Work order -> Please return the lines of the data below, word for word, from the first line through the line containing "terminated. Starting a".
[Start of section]
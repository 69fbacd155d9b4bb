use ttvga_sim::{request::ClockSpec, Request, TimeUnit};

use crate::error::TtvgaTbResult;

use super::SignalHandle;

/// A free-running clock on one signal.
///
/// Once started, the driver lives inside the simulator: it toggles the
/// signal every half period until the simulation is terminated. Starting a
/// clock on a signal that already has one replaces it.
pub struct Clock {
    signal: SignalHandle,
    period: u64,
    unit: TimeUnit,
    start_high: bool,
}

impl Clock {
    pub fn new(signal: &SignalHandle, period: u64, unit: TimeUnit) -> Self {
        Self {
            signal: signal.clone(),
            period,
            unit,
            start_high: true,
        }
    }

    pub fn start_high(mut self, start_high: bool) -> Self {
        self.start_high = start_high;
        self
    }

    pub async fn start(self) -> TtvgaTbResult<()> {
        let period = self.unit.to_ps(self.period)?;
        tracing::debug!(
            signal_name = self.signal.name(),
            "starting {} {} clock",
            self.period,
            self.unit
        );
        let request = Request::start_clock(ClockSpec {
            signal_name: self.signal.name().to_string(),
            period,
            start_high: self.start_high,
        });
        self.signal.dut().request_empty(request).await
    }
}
[End of section]
Exercise response ->
repository 69fbacd155d9b4bb
use ttvga_sim::{request::ClockSpec, Request, TimeUnit};

use crate::error::TtvgaTbResult;

use super::SignalHandle;

/// A free-running clock on one signal.
///
/// Once started, the driver lives inside the simulator: it toggles the
/// signal every half period until the simulation is terminated. Starting a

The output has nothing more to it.